[RECORDS FOR THIS TASK Boundary: Start]
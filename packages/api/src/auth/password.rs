//! # Credential rules checked before registration
//!
//! - [`check_password`]: at least 8 characters, every one from `A-Z a-z 0-9`
//!   or `@$!%*?&`, with at least one uppercase letter, one digit and one of
//!   the special characters.
//! - [`check_contact`]: exactly 10 ASCII digits.
//!
//! Both return the message shown under the field on failure.

/// Special characters a password may (and must) draw from.
pub const SPECIALS: &str = "@$!%*?&";

pub const PASSWORD_RULE: &str =
    "Password must be at least 8 chars, with 1 uppercase, 1 digit, and 1 special char.";

pub const CONTACT_RULE: &str = "Contact number must be exactly 10 digits.";

pub fn check_password(password: &str) -> Result<(), &'static str> {
    let allowed = |c: char| c.is_ascii_alphanumeric() || SPECIALS.contains(c);
    let valid = password.chars().count() >= 8
        && password.chars().all(allowed)
        && password.chars().any(|c| c.is_ascii_uppercase())
        && password.chars().any(|c| c.is_ascii_digit())
        && password.chars().any(|c| SPECIALS.contains(c));
    if valid {
        Ok(())
    } else {
        Err(PASSWORD_RULE)
    }
}

pub fn check_contact(contact: &str) -> Result<(), &'static str> {
    if contact.len() == 10 && contact.bytes().all(|b| b.is_ascii_digit()) {
        Ok(())
    } else {
        Err(CONTACT_RULE)
    }
}

#[cfg(test)]
mod tests {
    use super::*;

    #[test]
    fn test_password_accepts_complex() {
        assert!(check_password("Passw0rd!").is_ok());
        assert!(check_password("AAAAAA1@").is_ok());
    }

    #[test]
    fn test_password_rejections() {
        // Too short
        assert!(check_password("Pa0!").is_err());
        // No special character
        assert!(check_password("Password1").is_err());
        // No uppercase
        assert!(check_password("password1!").is_err());
        // No digit
        assert!(check_password("Password!").is_err());
        // Character outside the allowed set
        assert!(check_password("Passw0rd! ").is_err());
        assert!(check_password("Passw0rd#1").is_err());
    }

    #[test]
    fn test_contact_rule() {
        assert!(check_contact("9876543210").is_ok());
        assert_eq!(check_contact("987654321"), Err(CONTACT_RULE));
        assert!(check_contact("98765432100").is_err());
        assert!(check_contact("98765-4321").is_err());
        // Non-ASCII digits are not accepted
        assert!(check_contact("٩٨٧٦٥٤٣٢١٠").is_err());
    }
}
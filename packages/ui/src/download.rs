//! Saving decoded document bytes.
//!
//! In the browser the bytes become a `Blob` URL clicked through a temporary
//! anchor. On native builds they are written to the download directory.

use std::time::Duration;

use api::documents::PDF_MIME;

/// How long a blob URL outlives the click that starts its download.
#[cfg_attr(not(target_arch = "wasm32"), allow(dead_code))]
pub(crate) const REVOKE_DELAY: Duration = Duration::from_secs(2);

#[cfg(target_arch = "wasm32")]
pub fn save_file(file_name: &str, bytes: &[u8]) -> Result<(), String> {
    use wasm_bindgen::JsCast;

    let window = web_sys::window().ok_or("no window")?;
    let document = window.document().ok_or("no document")?;

    let array = js_sys::Uint8Array::from(bytes);
    let parts = js_sys::Array::of1(&array);
    let options = web_sys::BlobPropertyBag::new();
    options.set_type(PDF_MIME);
    let blob = web_sys::Blob::new_with_u8_array_sequence_and_options(&parts, &options)
        .map_err(|e| format!("{e:?}"))?;
    let url = web_sys::Url::create_object_url_with_blob(&blob).map_err(|e| format!("{e:?}"))?;

    let anchor = document
        .create_element("a")
        .map_err(|e| format!("{e:?}"))?
        .dyn_into::<web_sys::HtmlAnchorElement>()
        .map_err(|_| "not an anchor".to_string())?;
    anchor.set_href(&url);
    anchor.set_download(file_name);
    anchor.click();

    dioxus::prelude::spawn(async move {
        crate::storage::sleep(REVOKE_DELAY).await;
        let _ = web_sys::Url::revoke_object_url(&url);
    });
    Ok(())
}

#[cfg(not(target_arch = "wasm32"))]
pub fn save_file(file_name: &str, bytes: &[u8]) -> Result<(), String> {
    let dir = dirs::download_dir()
        .or_else(dirs::home_dir)
        .unwrap_or_else(|| std::path::PathBuf::from("."));
    let path = dir.join(file_name);
    std::fs::write(&path, bytes).map_err(|e| e.to_string())?;
    tracing::info!("Saved {} ({} bytes, {})", path.display(), bytes.len(), PDF_MIME);
    Ok(())
}
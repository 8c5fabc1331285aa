//! Government agency workspaces: one for welfare schemes, one for
//! infrastructure projects, plus the profile.

mod infrastructure;
mod profile;
mod welfare;

pub use infrastructure::AgencyInfrastructure;
pub use profile::AgencyProfileView;
pub use welfare::AgencyWelfare;
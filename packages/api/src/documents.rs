//! # Document codec
//!
//! Documents travel as base64 strings inside JSON. The portal only handles PDFs,
//! so the MIME type is fixed.
//!
//! - [`encode`] turns uploaded bytes into the wire payload.
//! - [`decode`] turns a payload back into bytes for download.
//! - [`data_url`] builds the `data:` URL the inline viewer embeds.
//!
//! Browser file readers hand back `data:...;base64,<payload>` strings; both
//! [`decode`] and [`strip_data_url`] accept that form too.

use base64::engine::general_purpose::STANDARD;
use base64::Engine;

use crate::error::ApiResult;

pub const PDF_MIME: &str = "application/pdf";

pub fn encode(bytes: &[u8]) -> String {
    STANDARD.encode(bytes)
}

pub fn decode(payload: &str) -> ApiResult<Vec<u8>> {
    let cleaned: String = strip_data_url(payload)
        .chars()
        .filter(|c| !c.is_ascii_whitespace())
        .collect();
    Ok(STANDARD.decode(cleaned)?)
}

/// Drop a leading `data:<mime>;base64,` prefix, if any.
pub fn strip_data_url(payload: &str) -> &str {
    if payload.starts_with("data:") {
        if let Some((_, rest)) = payload.split_once(',') {
            return rest;
        }
    }
    payload
}

/// Inline viewer source for a payload.
pub fn data_url(payload: &str) -> String {
    format!("data:{PDF_MIME};base64,{}", strip_data_url(payload))
}

/// Download name for a document of the given type.
pub fn file_name(kind: &str) -> String {
    let stem = kind.trim();
    if stem.is_empty() {
        "document.pdf".to_string()
    } else {
        format!("{stem}.pdf")
    }
}

#[cfg(test)]
mod tests {
    use super::*;

    #[test]
    fn test_bytes_survive_upload_and_download() {
        let bytes: Vec<u8> = b"%PDF-1.4\n".iter().copied().chain(0u8..=255).collect();
        let payload = encode(&bytes);
        assert_eq!(decode(&payload).unwrap(), bytes);
    }

    #[test]
    fn test_decode_accepts_reader_output() {
        let payload = format!("data:application/pdf;base64,{}", encode(b"hello"));
        assert_eq!(decode(&payload).unwrap(), b"hello");
        assert_eq!(data_url(&payload), payload);
    }

    #[test]
    fn test_decode_rejects_garbage() {
        let err = decode("not base64!!").unwrap_err();
        assert!(err.user_message().contains("corrupted"));
    }

    #[test]
    fn test_file_name() {
        assert_eq!(file_name("Aadhar"), "Aadhar.pdf");
        assert_eq!(file_name(" "), "document.pdf");
    }
}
[RECORDS FOR THIS TASK Boundary: End]
→ **WORK TO COMPLETE**:
From the listing above, copy every line where the string "infrastructure" is found.

→ **RESPONSE AREA**:
//! infrastructure projects, plus the profile.
mod infrastructure;
pub use infrastructure::AgencyInfrastructure;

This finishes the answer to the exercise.